A good old Woman wou'd have said as much.
But thou art nobly born; 'tis true; go boast
Thy Pedigree, the thing thou valu'st most:
Besides thou art a Beau: What's that, my Child?
A Fop, well drest, extravagant, and wild:
She that cries Herbs, has less impertinence;
And, in her Calling, more of common sense.
None, none descends into himself, to find
The secret Imperfections of his Mind:
But ev'ry one is Eagle-ey'd, to see
Another's Faults, and his Deformity.
Say, do'st thou know Vectidius? Who, the Wretch
Whose Lands beyond the Sabines largely stretch;
Cover the Country, that a sailing Kite
Can scarce o'reflye 'em in a day and night;
Him, do'st thou mean, who, spight of all his store,
Is ever Craving, and will still be Poor?
Who cheats for Half-pence, and who doffs his Coat,
To save a Farthing in a Ferry-Boat?
Ever a Glutton, at another's Cost,
But in whose Kitchin dwells perpetual Frost?
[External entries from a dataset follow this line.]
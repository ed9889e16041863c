//! Mock LLM 客户端（用于测试与离线运行，无需 API）
//!
//! 按脚本依次返回预设的 Completion；脚本耗尽后回显最后一条 User 消息。
//! 每次调用的消息与是否附带工具都会被记录，便于断言 Prompt 组装结果。

use std::collections::VecDeque;
use std::sync::Mutex;

use async_trait::async_trait;

use crate::llm::{Completion, LlmClient, LlmError, ToolSpec};
use crate::memory::{Message, Role};

/// 记录下来的一次调用
#[derive(Debug, Clone)]
pub struct RecordedRequest {
    pub messages: Vec<Message>,
    pub tool_names: Option<Vec<String>>,
}

/// Mock 客户端：脚本化回复 + 请求记录
#[derive(Debug, Default)]
pub struct MockLlmClient {
    script: Mutex<VecDeque<Result<Completion, LlmError>>>,
    requests: Mutex<Vec<RecordedRequest>>,
}

impl MockLlmClient {
    pub fn new() -> Self {
        Self::default()
    }

    /// 按顺序返回给定的回复
    pub fn scripted(replies: impl IntoIterator<Item = Result<Completion, LlmError>>) -> Self {
        Self {
            script: Mutex::new(replies.into_iter().collect()),
            requests: Mutex::new(Vec::new()),
        }
    }

    pub fn requests(&self) -> Vec<RecordedRequest> {
        self.requests
            .lock()
            .map(|r| r.clone())
            .unwrap_or_default()
    }
}

#[async_trait]
impl LlmClient for MockLlmClient {
    async fn complete(
        &self,
        messages: &[Message],
        tools: Option<&[ToolSpec]>,
    ) -> Result<Completion, LlmError> {
        if let Ok(mut requests) = self.requests.lock() {
            requests.push(RecordedRequest {
                messages: messages.to_vec(),
                tool_names: tools.map(|t| t.iter().map(|s| s.name.clone()).collect()),
            });
        }

        let next = self.script.lock().ok().and_then(|mut s| s.pop_front());
        if let Some(reply) = next {
            return reply;
        }

        let last_user = messages
            .iter()
            .rev()
            .find(|m| m.role == Role::User)
            .map(|m| m.content.as_str())
            .unwrap_or("(no input)");
        Ok(Completion::text(format!("Echo from Mock: {}", last_user)))
    }
}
Who eats and drinks with his Domestick Slaves;
A verier Hind than any of his Knaves?
Born with the Curse and Anger of the Gods,
And that indulgent Genius he defrauds?
At Harvest-home, and on the Sheering-Day,
When he shou'd Thanks to Pan and Pales pay,
And better Ceres; trembling to approach
The little Barrel, which he fears to broach:
He 'says the Wimble, often draws it back,
And deals to thirsty Servants but a smack.
To a short Meal, he makes a tedious Grace,
Before the Barly Pudding comes in place:
Then, bids fall on; himself, for saving charges,
A peel'd slic'd Onyon eats, and tipples Verjuice.
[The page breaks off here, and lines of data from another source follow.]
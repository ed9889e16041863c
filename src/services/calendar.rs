//! Google Calendar（REST v3，primary 日历）
//!
//! 列表查询统一使用 singleEvents=true + orderBy=startTime，因此返回结果按开始时间升序。

use async_trait::async_trait;
use chrono::{DateTime, SecondsFormat, Utc};
use chrono_tz::Tz;
use serde::{Deserialize, Serialize};
use serde_json::json;

use crate::services::{GoogleApi, ServiceError};

const EVENTS_URL: &str = "https://www.googleapis.com/calendar/v3/calendars/primary/events";
const NO_TITLE: &str = "(No Title)";

#[derive(Debug, Clone, PartialEq, Serialize, Deserialize)]
pub struct CalendarEvent {
    pub id: String,
    pub summary: String,
    /// dateTime（RFC 3339）或全天事件的 date
    pub start: String,
    pub end: Option<String>,
    pub location: Option<String>,
    pub description: Option<String>,
}

/// 待创建的事件：起止时间已解析为带时区的确定时刻
#[derive(Debug, Clone, PartialEq)]
pub struct NewEvent {
    pub summary: String,
    pub start: DateTime<Tz>,
    pub end: DateTime<Tz>,
}

impl NewEvent {
    pub fn timezone(&self) -> Tz {
        self.start.timezone()
    }

    fn to_request_body(&self) -> serde_json::Value {
        let tz = self.timezone().name();
        json!({
            "summary": self.summary,
            "start": {
                "dateTime": self.start.to_rfc3339_opts(SecondsFormat::Secs, false),
                "timeZone": tz
            },
            "end": {
                "dateTime": self.end.to_rfc3339_opts(SecondsFormat::Secs, false),
                "timeZone": tz
            },
        })
    }
}

#[async_trait]
pub trait CalendarService: Send + Sync {
    /// 从 now 起的下 limit 个事件
    async fn upcoming(&self, limit: usize) -> Result<Vec<CalendarEvent>, ServiceError>;

    /// [from, to] 窗口内匹配 query 的事件
    async fn search(
        &self,
        query: &str,
        limit: usize,
        from: DateTime<Utc>,
        to: DateTime<Utc>,
    ) -> Result<Vec<CalendarEvent>, ServiceError>;

    async fn create(&self, event: &NewEvent) -> Result<CalendarEvent, ServiceError>;

    async fn delete(&self, event_id: &str) -> Result<(), ServiceError>;
}

#[derive(Deserialize)]
struct EventList {
    #[serde(default)]
    items: Vec<RawEvent>,
}

#[derive(Deserialize)]
struct RawEvent {
    id: String,
    #[serde(default)]
    summary: Option<String>,
    #[serde(default)]
    start: Option<EventTime>,
    #[serde(default)]
    end: Option<EventTime>,
    #[serde(default)]
    location: Option<String>,
    #[serde(default)]
    description: Option<String>,
}

#[derive(Deserialize)]
#[serde(rename_all = "camelCase")]
struct EventTime {
    #[serde(default)]
    date_time: Option<String>,
    #[serde(default)]
    date: Option<String>,
}

impl EventTime {
    fn value(self) -> Option<String> {
        self.date_time.or(self.date)
    }
}

impl From<RawEvent> for CalendarEvent {
    fn from(e: RawEvent) -> Self {
        CalendarEvent {
            id: e.id,
            summary: e
                .summary
                .filter(|s| !s.trim().is_empty())
                .unwrap_or_else(|| NO_TITLE.to_string()),
            start: e.start.and_then(EventTime::value).unwrap_or_default(),
            end: e.end.and_then(EventTime::value),
            location: e.location,
            description: e.description,
        }
    }
}

fn rfc3339(t: DateTime<Utc>) -> String {
    t.to_rfc3339_opts(SecondsFormat::Secs, true)
}

pub struct GoogleCalendarClient {
    api: GoogleApi,
}

impl GoogleCalendarClient {
    pub fn new(api: GoogleApi) -> Self {
        Self { api }
    }

    async fn list(&self, params: &[(&str, String)]) -> Result<Vec<CalendarEvent>, ServiceError> {
        let mut query: Vec<(&str, String)> = vec![
            ("singleEvents", "true".to_string()),
            ("orderBy", "startTime".to_string()),
        ];
        query.extend(params.iter().cloned());
        let list: EventList = self.api.get_json(EVENTS_URL, &query).await?;
        Ok(list.items.into_iter().map(CalendarEvent::from).collect())
    }
}

#[async_trait]
impl CalendarService for GoogleCalendarClient {
    async fn upcoming(&self, limit: usize) -> Result<Vec<CalendarEvent>, ServiceError> {
        self.list(&[
            ("timeMin", rfc3339(Utc::now())),
            ("maxResults", limit.max(1).to_string()),
        ])
        .await
    }

    async fn search(
        &self,
        query: &str,
        limit: usize,
        from: DateTime<Utc>,
        to: DateTime<Utc>,
    ) -> Result<Vec<CalendarEvent>, ServiceError> {
        self.list(&[
            ("q", query.to_string()),
            ("timeMin", rfc3339(from)),
            ("timeMax", rfc3339(to)),
            ("maxResults", limit.max(1).to_string()),
        ])
        .await
    }

    async fn create(&self, event: &NewEvent) -> Result<CalendarEvent, ServiceError> {
        let created: RawEvent = self.api.post_json(EVENTS_URL, &event.to_request_body()).await?;
        tracing::info!(id = %created.id, "calendar event created");
        Ok(created.into())
    }

    async fn delete(&self, event_id: &str) -> Result<(), ServiceError> {
        self.api.delete(&format!("{EVENTS_URL}/{event_id}")).await?;
        tracing::info!(id = %event_id, "calendar event deleted");
        Ok(())
    }
}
Thus fares the Drudge: But thou, whose life's a Dream
Of lazy Pleasures, tak'st a worse Extream.
'Tis all thy bus'ness, bus'ness how to shun;
To bask thy naked Body in the Sun;
Suppl'ng thy stiffen'd Joints with fragrant Oyl:
Then, in thy spacious Garden, walk a while,
To suck the Moisture up, and soak it in:
And this, thou think'st, but vainly think'st, unseen.
But, know, thou art observ'd: And there are those
Who, if they durst, would all thy secret sins expose.
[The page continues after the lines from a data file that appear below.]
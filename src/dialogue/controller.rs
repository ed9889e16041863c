//! Dialogue Controller：一轮问答
//!
//! 检索记忆 -> 组装 prompt -> LLM（附带工具）-> [有工具调用: 执行 -> Refiner | 否则: 直接文本]
//! -> 写入记忆 -> 返回回答。
//!
//! 失败策略：记忆检索失败退化为空上下文；记忆写入失败只记日志；首次 LLM 调用失败时
//! 回答为行内错误文本且不写入记忆；Refiner 失败时退化为原始工具输出；工具失败已由执行器
//! 转为行内结果。没有任何重试，任何协作方的失败都不会中断本轮。

use tracing::{info, warn};

use crate::dialogue::prompt::build_prompt;
use crate::dialogue::refiner::ResponseRefiner;
use crate::dialogue::AgentContext;
use crate::memory::{MemoryRecord, Message, ThreadHistory};
use crate::tools::ToolResult;

/// 一轮的完整结果；answer() 只返回其中的回答文本
#[derive(Debug, Clone, PartialEq)]
pub struct TurnOutcome {
    pub answer: String,
    /// 按请求顺序
    pub tool_results: Vec<ToolResult>,
    pub memory_hits: usize,
    /// 本轮问答是否已写入长期记忆
    pub persisted: bool,
}

pub struct DialogueController {
    ctx: AgentContext,
    history: ThreadHistory,
    refiner: ResponseRefiner,
}

impl DialogueController {
    pub fn new(ctx: AgentContext) -> Self {
        let history = ThreadHistory::new(ctx.max_context_turns);
        let refiner = ResponseRefiner::new(ctx.llm.clone());
        Self {
            ctx,
            history,
            refiner,
        }
    }

    pub fn context(&self) -> &AgentContext {
        &self.ctx
    }

    pub fn history(&self) -> &ThreadHistory {
        &self.history
    }

    pub async fn answer(&mut self, query: &str) -> String {
        self.answer_turn(query).await.answer
    }

    pub async fn answer_turn(&mut self, query: &str) -> TurnOutcome {
        info!(thread_id = %self.ctx.thread_id, user_id = %self.ctx.user_id, "turn started");

        let memories = self.recall(query).await;
        let messages = build_prompt(
            &self.ctx.system_prompt,
            &memories,
            self.history.messages(),
            query,
        );

        let specs = self.ctx.executor.specs();
        let tools = (!specs.is_empty()).then_some(specs.as_slice());
        let completion = match self.ctx.llm.complete(&messages, tools).await {
            Ok(c) => c,
            Err(e) => {
                warn!("LLM call failed: {}", e);
                return TurnOutcome {
                    answer: format!("Error: {}", e),
                    tool_results: Vec::new(),
                    memory_hits: memories.len(),
                    persisted: false,
                };
            }
        };

        let (answer, tool_results) = if completion.has_tool_calls() {
            info!(count = completion.tool_calls.len(), "model requested tools");
            let results = self.ctx.executor.execute_all(&completion.tool_calls).await;
            let raw: Vec<String> = results.iter().map(ToolResult::render).collect();
            let answer = match self.refiner.refine(&raw, query).await {
                Ok(text) => text,
                Err(e) => {
                    warn!("refinement failed, returning raw tool outputs: {}", e);
                    format!(
                        "(Could not summarize the tool results: {})\n\n{}",
                        e,
                        raw.join("\n\n")
                    )
                }
            };
            (answer, results)
        } else {
            (completion.text, Vec::new())
        };

        let persisted = self.persist(query, &answer).await;
        self.history.push_exchange(query, answer.clone());
        info!(thread_id = %self.ctx.thread_id, tools = tool_results.len(), persisted, "turn finished");

        TurnOutcome {
            answer,
            tool_results,
            memory_hits: memories.len(),
            persisted,
        }
    }

    async fn recall(&self, query: &str) -> Vec<MemoryRecord> {
        match self
            .ctx
            .memory
            .search(query, &self.ctx.user_id, self.ctx.memory_limit)
            .await
        {
            Ok(records) => records,
            Err(e) => {
                warn!("memory search failed, continuing without context: {}", e);
                Vec::new()
            }
        }
    }

    async fn persist(&self, query: &str, answer: &str) -> bool {
        let interaction = [Message::user(query), Message::assistant(answer)];
        match self.ctx.memory.add(&interaction, &self.ctx.user_id).await {
            Ok(_) => true,
            Err(e) => {
                warn!("memory add failed: {}", e);
                false
            }
        }
    }
}
//! 自然语言时间解析（calendar.create 使用）
//!
//! 支持 "8th Sep 2025 at 23:30"、"September 8, 2025 11:30 pm"、"2025-09-08 23:30"、
//! "tomorrow at 9am"、RFC 3339 等写法。只给日期不给时间、无法识别、或因夏令时切换
//! 而不唯一/不存在的本地时刻一律报错，不做猜测。

use chrono::{DateTime, Duration, LocalResult, NaiveDate, NaiveDateTime, NaiveTime, TimeZone};
use chrono_tz::Tz;
use thiserror::Error;

#[derive(Error, Debug, Clone, PartialEq)]
pub enum DateParseError {
    #[error("unknown timezone '{0}'")]
    UnknownTimezone(String),

    #[error("could not understand date/time '{0}'")]
    Unrecognized(String),

    #[error("'{0}' has a date but no time of day")]
    MissingTime(String),

    #[error("'{0}' is ambiguous in timezone {1}")]
    Ambiguous(String, String),

    #[error("'{0}' does not exist in timezone {1}")]
    NonExistent(String, String),
}

const DATETIME_FORMATS: &[&str] = &[
    "%d %b %Y %H:%M",
    "%d %b %Y %H:%M:%S",
    "%d %b %Y %I:%M %p",
    "%b %d %Y %H:%M",
    "%b %d %Y %I:%M %p",
    "%Y-%m-%d %H:%M",
    "%Y-%m-%d %H:%M:%S",
    "%Y-%m-%dT%H:%M",
    "%Y-%m-%dT%H:%M:%S",
    "%d/%m/%Y %H:%M",
    "%d/%m/%Y %I:%M %p",
];

const DATE_FORMATS: &[&str] = &["%d %b %Y", "%b %d %Y", "%Y-%m-%d", "%d/%m/%Y"];

const TIME_FORMATS: &[&str] = &["%H:%M", "%H:%M:%S", "%I:%M %p"];

const FILLER_WORDS: &[&str] = &["at", "of", "on"];

/// "8th" -> "8"
fn strip_ordinal(word: &str) -> Option<&str> {
    let lower = word.to_ascii_lowercase();
    let digits = ["st", "nd", "rd", "th"]
        .iter()
        .find_map(|suffix| lower.strip_suffix(suffix))?;
    let n = digits.len();
    ((1..=2).contains(&n) && digits.bytes().all(|b| b.is_ascii_digit())).then(|| &word[..n])
}

fn is_clock(s: &str) -> bool {
    !s.is_empty() && s.bytes().all(|b| b.is_ascii_digit() || b == b':')
}

/// 规范化：去掉序数词后缀、逗号与 at/of/on，"9pm" / "9 p.m." -> "9:00 pm"，合并空白。
/// chrono 解析 12 小时制时要求有分钟，所以裸小时补 ":00"。
fn normalize(input: &str) -> String {
    let mut out: Vec<String> = Vec::new();
    for raw in input.replace(',', " ").split_whitespace() {
        let word = raw.trim_end_matches('.');
        let compact = word.replace('.', "").to_ascii_lowercase();
        if FILLER_WORDS.contains(&compact.as_str()) {
            continue;
        }
        if let Some(day) = strip_ordinal(word) {
            out.push(day.to_string());
            continue;
        }
        let meridiem = ["am", "pm"].into_iter().find(|m| compact.ends_with(m));
        match meridiem {
            Some(m) if compact == m => {
                if let Some(prev) = out.last_mut().filter(|p| is_clock(p) && !p.contains(':')) {
                    prev.push_str(":00");
                }
                out.push(m.to_string());
            }
            Some(m) if is_clock(&compact[..compact.len() - 2]) => {
                let clock = &compact[..compact.len() - 2];
                if clock.contains(':') {
                    out.push(clock.to_string());
                } else {
                    out.push(format!("{clock}:00"));
                }
                out.push(m.to_string());
            }
            _ => out.push(word.to_string()),
        }
    }
    out.join(" ")
}

/// 解析 IANA 时区名（如 "Asia/Kolkata"、"UTC"）
pub fn parse_timezone(name: &str) -> Result<Tz, DateParseError> {
    name.trim()
        .parse::<Tz>()
        .map_err(|_| DateParseError::UnknownTimezone(name.to_string()))
}

/// "today 9 pm" / "tomorrow 10:30" / "day after tomorrow 8 am"
fn parse_relative(normalized: &str, today: NaiveDate) -> Option<Result<NaiveDateTime, ()>> {
    let lower = normalized.to_lowercase();
    let (days, rest) = if let Some(rest) = lower.strip_prefix("day after tomorrow") {
        (2, rest)
    } else if let Some(rest) = lower.strip_prefix("tomorrow") {
        (1, rest)
    } else if let Some(rest) = lower.strip_prefix("today") {
        (0, rest)
    } else if let Some(rest) = lower.strip_prefix("tonight") {
        (0, rest)
    } else {
        return None;
    };
    let date = today + Duration::days(days);
    let rest = rest.trim();
    Some(
        TIME_FORMATS
            .iter()
            .find_map(|f| NaiveTime::parse_from_str(rest, f).ok())
            .map(|t| date.and_time(t))
            .ok_or(()),
    )
}

/// 把自然语言时间解析为 tz 中的确定时刻；now 用于 today/tomorrow 等相对写法
pub fn parse_natural_datetime(
    input: &str,
    tz: Tz,
    now: DateTime<Tz>,
) -> Result<DateTime<Tz>, DateParseError> {
    let trimmed = input.trim();
    if let Ok(dt) = DateTime::parse_from_rfc3339(trimmed) {
        return Ok(dt.with_timezone(&tz));
    }

    let normalized = normalize(trimmed);
    let naive = match parse_relative(&normalized, now.date_naive()) {
        Some(Ok(naive)) => naive,
        Some(Err(())) => return Err(DateParseError::MissingTime(input.to_string())),
        None => match DATETIME_FORMATS
            .iter()
            .find_map(|f| NaiveDateTime::parse_from_str(&normalized, f).ok())
        {
            Some(naive) => naive,
            None if DATE_FORMATS
                .iter()
                .any(|f| NaiveDate::parse_from_str(&normalized, f).is_ok()) =>
            {
                return Err(DateParseError::MissingTime(input.to_string()))
            }
            None => return Err(DateParseError::Unrecognized(input.to_string())),
        },
    };

    match tz.from_local_datetime(&naive) {
        LocalResult::Single(dt) => Ok(dt),
        LocalResult::Ambiguous(_, _) => Err(DateParseError::Ambiguous(
            input.to_string(),
            tz.name().to_string(),
        )),
        LocalResult::None => Err(DateParseError::NonExistent(
            input.to_string(),
            tz.name().to_string(),
        )),
    }
}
The depilation of thy modest part:
Thy Catamite, the Darling of thy Heart,
His Engine-hand, and ev'ry leuder Art.
When prone to bear, and patient to receive,
Thou tak'st the pleasure which thou canst not give.
With odorous Oyl thy head and hair are sleek;
And then thou kemb'st the Tuzzes on thy Cheek:
Of these thy Barbers take a costly care,
While thy salt Tail is overgrown with hair.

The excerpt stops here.